Since the evidence for fasting is still unfolding, it is recommended that anyone who is pregnant, Type 1 Diabetic, has an eating disorder, is a child or is already very lean, should not begin fasting.
Conclusions on the 5:2 fast diet
In conclusion, I think we should calorie restrict and intermittently fast. For years we have hypothesised and accepted that.
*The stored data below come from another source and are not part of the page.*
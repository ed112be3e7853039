//! CSV export of aggregate tables.
//!
//! One file per aggregate, header row first, values in full `f64` display
//! precision.  NaN elongations are written as empty fields so spreadsheet
//! tools treat them as missing rather than as text.

use std::path::Path;

use csv::Writer;

use crate::aggregate::{AccuracyPoint, AccuracySummary, ElongationPoint};
use crate::StatsResult;

pub fn write_accuracy_csv(path: &Path, points: &[AccuracyPoint]) -> StatsResult<()> {
    let mut w = Writer::from_path(path)?;
    w.write_record(["N", "actual_p", "accuracy"])?;
    for p in points {
        w.write_record(&[
            p.group_size.to_string(),
            p.informed_fraction.to_string(),
            p.accuracy.to_string(),
        ])?;
    }
    w.flush()?;
    Ok(())
}

pub fn write_elongation_csv(path: &Path, points: &[ElongationPoint]) -> StatsResult<()> {
    let mut w = Writer::from_path(path)?;
    w.write_record(["N", "actual_p", "elongation"])?;
    for p in points {
        w.write_record(&[
            p.group_size.to_string(),
            p.informed_fraction.to_string(),
            finite_or_empty(p.elongation),
        ])?;
    }
    w.flush()?;
    Ok(())
}

pub fn write_summary_csv(path: &Path, summaries: &[AccuracySummary]) -> StatsResult<()> {
    let mut w = Writer::from_path(path)?;
    w.write_record(["N", "p", "mean_accuracy", "std_accuracy", "count"])?;
    for s in summaries {
        w.write_record(&[
            s.group_size.to_string(),
            s.informed_fraction.to_string(),
            s.mean.to_string(),
            finite_or_empty(s.std),
            s.count.to_string(),
        ])?;
    }
    w.flush()?;
    Ok(())
}

fn finite_or_empty(v: f64) -> String {
    if v.is_finite() { v.to_string() } else { String::new() }
}
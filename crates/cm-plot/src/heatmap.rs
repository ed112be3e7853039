//! Panel-grid heatmap figures with a shared log color scale.

use std::path::Path;

use plotters::coord::Shift;
use plotters::prelude::*;
use plotters::series::DashedLineSeries;
use plotters::style::text_anchor::{HPos, Pos, VPos};

use cm_heatmap::ConditionalHistogram;

use crate::palette::{log_scaled, plasma};
use crate::{PlotError, PlotResult};

/// One heatmap panel: a binned conditional distribution plus its predicted
/// heading overlay and the two informed-group sizes for the annotation box.
#[derive(Debug, Clone, Copy)]
pub struct Panel<'a> {
    pub hist:      &'a ConditionalHistogram,
    pub predicted: &'a [(f64, f64)],
    pub n1:        u32,
    pub n2:        u32,
}

/// Figure-level configuration: grid shape, shared labels, color scale.
///
/// All panels share one color scale: `vmin` fixed, vmax = the largest
/// probability across every panel — the side-by-side feedback comparison is
/// only honest if equal colors mean equal probabilities.
#[derive(Debug, Clone)]
pub struct HeatmapFigure {
    pub columns:        usize,
    /// One title per panel column, drawn above the grid.
    pub column_titles:  Vec<String>,
    pub x_label:        String,
    pub y_label:        String,
    pub colorbar_label: String,
    /// Probabilities to mark on the colorbar.
    pub colorbar_ticks: Vec<f64>,
    /// Lower bound of the log color scale.
    pub vmin:           f64,
    pub size:           (u32, u32),
}

impl Default for HeatmapFigure {
    fn default() -> Self {
        Self {
            columns:        2,
            column_titles:  Vec::new(),
            x_label:        String::new(),
            y_label:        String::new(),
            colorbar_label: String::new(),
            colorbar_ticks: vec![0.01, 0.1, 0.35],
            vmin:           1e-2,
            size:           (1500, 900),
        }
    }
}

// Fixed display window: headings live in −90..270 but the interesting band
// is −30..210, with ticks every 30°.
const Y_VIEW_MIN: f64 = -30.0;
const Y_VIEW_MAX: f64 = 210.0;

// Figure chrome margins, pixels.
const TOP: i32 = 36;
const BOTTOM: i32 = 44;
const LEFT: i32 = 40;
const RIGHT: i32 = 120;

impl HeatmapFigure {
    /// Render the panel grid to a PNG at `path`.
    pub fn render(&self, path: &Path, panels: &[Panel<'_>]) -> PlotResult<()> {
        if panels.is_empty() || self.columns == 0 {
            return Err(PlotError::Empty);
        }
        let vmax = panels
            .iter()
            .map(|p| p.hist.max_prob())
            .fold(self.vmin, f64::max);

        let root = BitMapBackend::new(path, self.size).into_drawing_area();
        root.fill(&WHITE)?;

        let rows = panels.len().div_ceil(self.columns);
        let grid = root.margin(TOP, BOTTOM, LEFT, RIGHT);
        let areas = grid.split_evenly((rows, self.columns));
        for (area, panel) in areas.iter().zip(panels) {
            draw_panel(area, panel, self.vmin, vmax)?;
        }

        self.draw_chrome(&root, vmax)?;
        root.present()?;
        Ok(())
    }

    /// Column titles, shared axis labels, and the colorbar.
    fn draw_chrome(
        &self,
        root: &DrawingArea<BitMapBackend<'_>, Shift>,
        vmax: f64,
    ) -> PlotResult<()> {
        let (w, h) = (self.size.0 as i32, self.size.1 as i32);
        let grid_w = w - LEFT - RIGHT;
        let grid_h = h - TOP - BOTTOM;

        let centered = Pos::new(HPos::Center, VPos::Top);
        let title_style = TextStyle::from(("sans-serif", 24).into_font()).pos(centered);
        let col_width = grid_w / self.columns as i32;
        for (c, title) in self.column_titles.iter().enumerate() {
            let x = LEFT + col_width * c as i32 + col_width / 2;
            root.draw(&Text::new(title.clone(), (x, 6), title_style.clone()))?;
        }

        let label_style = TextStyle::from(("sans-serif", 22).into_font()).pos(centered);
        root.draw(&Text::new(
            self.x_label.clone(),
            (LEFT + grid_w / 2, h - 30),
            label_style,
        ))?;

        let rotated = TextStyle::from(
            ("sans-serif", 22)
                .into_font()
                .transform(FontTransform::Rotate270),
        )
        .pos(Pos::new(HPos::Center, VPos::Center));
        root.draw(&Text::new(
            self.y_label.clone(),
            (14, TOP + grid_h / 2),
            rotated.clone(),
        ))?;

        // ── Colorbar ──────────────────────────────────────────────────────
        let bar_x0 = w - RIGHT + 34;
        let bar_x1 = bar_x0 + 22;
        let bar_y0 = TOP + 24;
        let bar_y1 = h - BOTTOM - 24;
        for y in bar_y0..bar_y1 {
            let t = f64::from(bar_y1 - y) / f64::from(bar_y1 - bar_y0);
            root.draw(&Rectangle::new(
                [(bar_x0, y), (bar_x1, y + 1)],
                plasma(t).filled(),
            ))?;
        }
        root.draw(&Rectangle::new(
            [(bar_x0, bar_y0), (bar_x1, bar_y1)],
            BLACK.mix(0.6),
        ))?;

        let tick_style = TextStyle::from(("sans-serif", 16).into_font())
            .pos(Pos::new(HPos::Left, VPos::Center));
        for &p in &self.colorbar_ticks {
            let t = log_scaled(p, self.vmin, vmax);
            let y = bar_y1 - ((f64::from(bar_y1 - bar_y0)) * t).round() as i32;
            root.draw(&PathElement::new(
                vec![(bar_x1, y), (bar_x1 + 5, y)],
                BLACK,
            ))?;
            root.draw(&Text::new(format!("{p}"), (bar_x1 + 8, y), tick_style.clone()))?;
        }

        root.draw(&Text::new(
            self.colorbar_label.clone(),
            (w - 14, TOP + grid_h / 2),
            rotated,
        ))?;
        Ok(())
    }
}

fn draw_panel<DB: DrawingBackend>(
    area: &DrawingArea<DB, Shift>,
    panel: &Panel<'_>,
    vmin: f64,
    vmax: f64,
) -> PlotResult<()> {
    let hist = panel.hist;
    let x0 = hist.x_edges[0];
    let x1 = hist.x_edges[hist.x_edges.len() - 1];

    let mut chart = ChartBuilder::on(area)
        .margin(8)
        .x_label_area_size(26)
        .y_label_area_size(40)
        .build_cartesian_2d(x0..x1, Y_VIEW_MIN..Y_VIEW_MAX)?;

    chart
        .configure_mesh()
        .disable_mesh()
        .x_labels(7)
        .y_labels(9)
        .y_label_formatter(&|v| {
            // Ticks above 180° belong to the wrapped branch; relabel them
            // back into the conventional ±180 range (210 reads as −150).
            if *v > 180.0 {
                format!("{:.0}", v - 360.0)
            } else {
                format!("{v:.0}")
            }
        })
        .label_style(("sans-serif", 14))
        .draw()?;

    // Probability cells.  Everything at or below vmin renders as the
    // colormap floor, which doubles as the panel background.
    for (ix, row) in hist.probs.iter().enumerate() {
        for (iy, &p) in row.iter().enumerate() {
            let color = plasma(log_scaled(p, vmin, vmax));
            chart.draw_series(std::iter::once(Rectangle::new(
                [
                    (hist.x_edges[ix], hist.y_edges[iy]),
                    (hist.x_edges[ix + 1], hist.y_edges[iy + 1]),
                ],
                color.filled(),
            )))?;
        }
    }

    // Guides: the first group's fixed 0° target and the swept second target.
    chart.draw_series(DashedLineSeries::new(
        [(x0, 0.0), (x1, 0.0)],
        8,
        6,
        WHITE.stroke_width(2),
    ))?;
    chart.draw_series(DashedLineSeries::new(
        [(x0.max(Y_VIEW_MIN), x0.max(Y_VIEW_MIN)), (x1.min(Y_VIEW_MAX), x1.min(Y_VIEW_MAX))],
        8,
        6,
        WHITE.stroke_width(2),
    ))?;

    // Predicted mean-preference heading.
    chart.draw_series(LineSeries::new(
        panel.predicted.iter().copied(),
        WHITE.stroke_width(2),
    ))?;

    // Annotation box with the two group sizes, upper left.
    let span = x1 - x0;
    let ax = x0 + span * 0.04;
    chart.draw_series(std::iter::once(Rectangle::new(
        [(ax, 202.0), (ax + span * 0.2, 156.0)],
        WHITE.mix(0.8).filled(),
    )))?;
    let note_style = TextStyle::from(("sans-serif", 16).into_font()).color(&BLACK);
    chart.draw_series(std::iter::once(Text::new(
        format!("n1 = {}", panel.n1),
        (ax + span * 0.02, 196.0),
        note_style.clone(),
    )))?;
    chart.draw_series(std::iter::once(Text::new(
        format!("n2 = {}", panel.n2),
        (ax + span * 0.02, 178.0),
        note_style,
    )))?;

    Ok(())
}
‘calorie restriction without malnutrition delays the onset of aging and extends the lifespan in diverse animal models. the mechanism underlying this phenomenon is still unknown. we have hypothesised that a reprogramming of energy metabolism is a key event in the mechanism of calorie restriction.’ – Anderson and Weindruch 2007
I feel that it is most important to be constantly disciplined in how and what we consume, that is, constantly being aware of the choices we are making and always eating a healthy balanced diet within a calorie allowance for a healthy BMI. however, I feel that there are so many benefits to fasting (both mentally and physically) that it is something that should always be an option in our weeks, a way to reset ourselves after a big weekend or a holiday and a way to remind ourselves how yummy healthy food can be if we allow ourselves to become hungry more often.
Information checked & correct on 16th May 2018 and Jan 2021.